Ad essi vanno aggiunti 10 civili fucilati dai nazi-fascisti e 60 vittime per fatti di guerra, ivi compresi 30 morti per scoppio di mine.
Contributo imponente e ammonitore, destinato a testimoniare nel tempo la volontà indomita del nostro popolo, resosi finalmente libero da ogni tirannia.

Per siffatte ragioni, che s’inquadrano nell’azione politica svolta dal Governo del popolo, che realizzano in modo assolutamente ideale e pratico l’opera intesa alla ricostruzione del territorio nazionale, tanto devastato dall’ingiusta guerra.

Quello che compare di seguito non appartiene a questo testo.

//! Invalidation flags exchanged with the host

use bitflags::bitflags;

bitflags! {
    /// Which parts of a chart area must be recomputed or re-rendered.
    ///
    /// Setters return the flags their change requires; the chart area
    /// processes them immediately or defers them while updates are suspended.
    #[derive(Debug, Clone, Copy, PartialEq, Eq, Hash, Default)]
    pub struct InvalidateFlags: u8 {
        /// Series geometry must be recomputed
        const INVALIDATE_SERIES       = 1 << 0;
        /// Axis value domains must be rebuilt
        const RESET_AXES              = 1 << 1;
        /// Axis measure/arrange results are stale
        const INVALIDATE_AXES         = 1 << 2;
        /// Grid lines are stale
        const INVALIDATE_GRID         = 1 << 3;
        /// Annotation state must be rebuilt
        const RESET_ANNOTATIONS       = 1 << 4;
        /// Annotation geometry is stale
        const INVALIDATE_ANNOTATIONS  = 1 << 5;

        const ALL = Self::INVALIDATE_SERIES.bits()
            | Self::RESET_AXES.bits()
            | Self::INVALIDATE_AXES.bits()
            | Self::INVALIDATE_GRID.bits()
            | Self::RESET_ANNOTATIONS.bits()
            | Self::INVALIDATE_ANNOTATIONS.bits();
    }
}

#[cfg(test)]
mod tests {
    use super::*;

    #[test]
    fn test_all_contains_every_flag() {
        assert!(InvalidateFlags::ALL.contains(InvalidateFlags::RESET_AXES));
        assert!(InvalidateFlags::ALL.contains(InvalidateFlags::INVALIDATE_ANNOTATIONS));
        assert_eq!(InvalidateFlags::default(), InvalidateFlags::empty());
    }

    #[test]
    fn test_flags_accumulate() {
        let mut pending = InvalidateFlags::empty();
        pending |= InvalidateFlags::INVALIDATE_GRID;
        pending |= InvalidateFlags::INVALIDATE_AXES;
        assert!(pending.contains(InvalidateFlags::INVALIDATE_GRID | InvalidateFlags::INVALIDATE_AXES));
        assert!(!pending.contains(InvalidateFlags::RESET_AXES));
    }
}
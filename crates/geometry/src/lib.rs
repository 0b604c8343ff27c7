//! Chart geometry - value types shared by every part of the chart layout engine
//!
//! This crate provides:
//! - Rectangles, points, sizes, thicknesses and lines in layout coordinates
//! - Layout rounding helpers that snap geometry to whole pixels
//! - Conversions between cartesian and polar coordinates

mod math;
mod primitives;
mod rect;

pub use math::*;
pub use primitives::*;
pub use rect::*;
//! Loopback runner: captures from one audio device and plays the same
//! samples out of another, then prints per-block statistics as JSON.

use std::path::PathBuf;
use std::sync::Arc;
use std::sync::atomic::{AtomicBool, Ordering};
use std::time::Duration;

use anyhow::{Context, Result};
use audioblock_engine::DeviceBackend;
use audioblock_engine::clock::MonotonicClock;
use clap::Parser;
use tokio::signal;
use tracing::info;

mod config;
mod logging;
mod loopback;

use config::{LoopbackConfig, Overrides};
use loopback::Loopback;

/// Command-line arguments for audioblock
#[derive(Parser, Debug)]
#[command(name = "audioblock")]
#[command(about = "Loop an audio capture device into a playback device")]
#[command(version)]
struct Args {
    /// TOML file with [capture], [playback] and [runner] tables
    #[arg(short, long, env = "AUDIOBLOCK_CONFIG")]
    config: Option<PathBuf>,

    /// Stop after this many seconds instead of waiting for Ctrl-C
    #[arg(short, long, value_name = "SECS")]
    duration: Option<f64>,

    /// Print the device table as JSON and exit
    #[arg(long)]
    list_devices: bool,

    #[command(flatten)]
    overrides: Overrides,
}

#[cfg(target_os = "linux")]
fn open_backend() -> Result<Arc<dyn DeviceBackend>> {
    let backend = audioblock_engine::hw::alsa::AlsaBackend::new()
        .context("Failed to enumerate ALSA devices")?;
    Ok(Arc::new(backend))
}

#[cfg(not(target_os = "linux"))]
fn open_backend() -> Result<Arc<dyn DeviceBackend>> {
    anyhow::bail!("no audio backend for this platform")
}

fn list_devices(backend: &dyn DeviceBackend) -> Result<()> {
    let devices: Vec<_> = (0..backend.device_count())
        .filter_map(|i| backend.device_info(audioblock_engine::DeviceHandle(i)))
        .collect();
    println!("{}", serde_json::to_string_pretty(&devices)?);
    Ok(())
}

#[tokio::main]
async fn main() -> Result<()> {
    logging::init();
    let args = Args::parse();

    let backend = open_backend()?;
    if args.list_devices {
        return list_devices(backend.as_ref());
    }

    let mut config = LoopbackConfig::load(args.config.as_deref())?;
    config.apply(&args.overrides);
    config.validate()?;
    let duration = args
        .duration
        .map(Duration::try_from_secs_f64)
        .transpose()
        .context("Invalid --duration")?;

    info!(
        "Looping '{}' into '{}' ({} Hz)",
        config.capture.selector(),
        config.playback.selector(),
        config.capture.sample_rate
    );

    let stop = Arc::new(AtomicBool::new(false));
    let mut worker = tokio::task::spawn_blocking({
        let stop = stop.clone();
        move || {
            let mut lb = Loopback::new(backend, &config, MonotonicClock)?;
            lb.run(&stop, duration)
        }
    });

    let joined = tokio::select! {
        joined = &mut worker => joined,
        _ = shutdown_signal() => {
            stop.store(true, Ordering::Relaxed);
            worker.await
        }
    };
    let report = joined.context("Loopback worker panicked")??;

    println!("{}", serde_json::to_string_pretty(&report)?);
    Ok(())
}

/// Resolves on Ctrl-C or, on unix, SIGTERM.
async fn shutdown_signal() {
    let ctrl_c = async {
        if signal::ctrl_c().await.is_err() {
            std::future::pending::<()>().await;
        }
    };

    #[cfg(unix)]
    let terminate = async {
        match signal::unix::signal(signal::unix::SignalKind::terminate()) {
            Ok(mut sig) => {
                sig.recv().await;
            }
            Err(_) => std::future::pending::<()>().await,
        }
    };

    #[cfg(not(unix))]
    let terminate = std::future::pending::<()>();

    tokio::select! {
        _ = ctrl_c => info!("Received Ctrl+C, shutting down"),
        _ = terminate => info!("Received terminate signal, shutting down"),
    }
}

Casola Valsenio è fra i primi comuni per meritare quegli aiuti che le occorrono per le sue necessità di esistenza e di sviluppo. E non si frappongano ragioni di ordine burocratico che solo allungherebbero l’attesa. Guai ad ulteriori indugi: riuscirebbe fatale alla vita di questi montanari, calmi e taciturni nella miseria sempre, anche nei momenti più tragici. Ma proprio per questo più preoccupati.
Casola sì affida alla generosa mano del Governo ed ai suoi uomini più autorevoli. A quelli di cui è madre non immemore ma riconoscente, per il bene ricevuto e che riceverà.
Casola vuole vivere, può e vuole svilupparsi alla pari degli altri comuni d’Italia oggi liberi e riscattati da ogni forma di asservimento totalitario. Ha anch’essa le sue risorse naturali che intende di valorizzare; ha un rango fra tutti i comuni d’Italia che le dà dei doveri che essa assolve mirabilmente, che le dà dei diritti che essa invoca ed esige.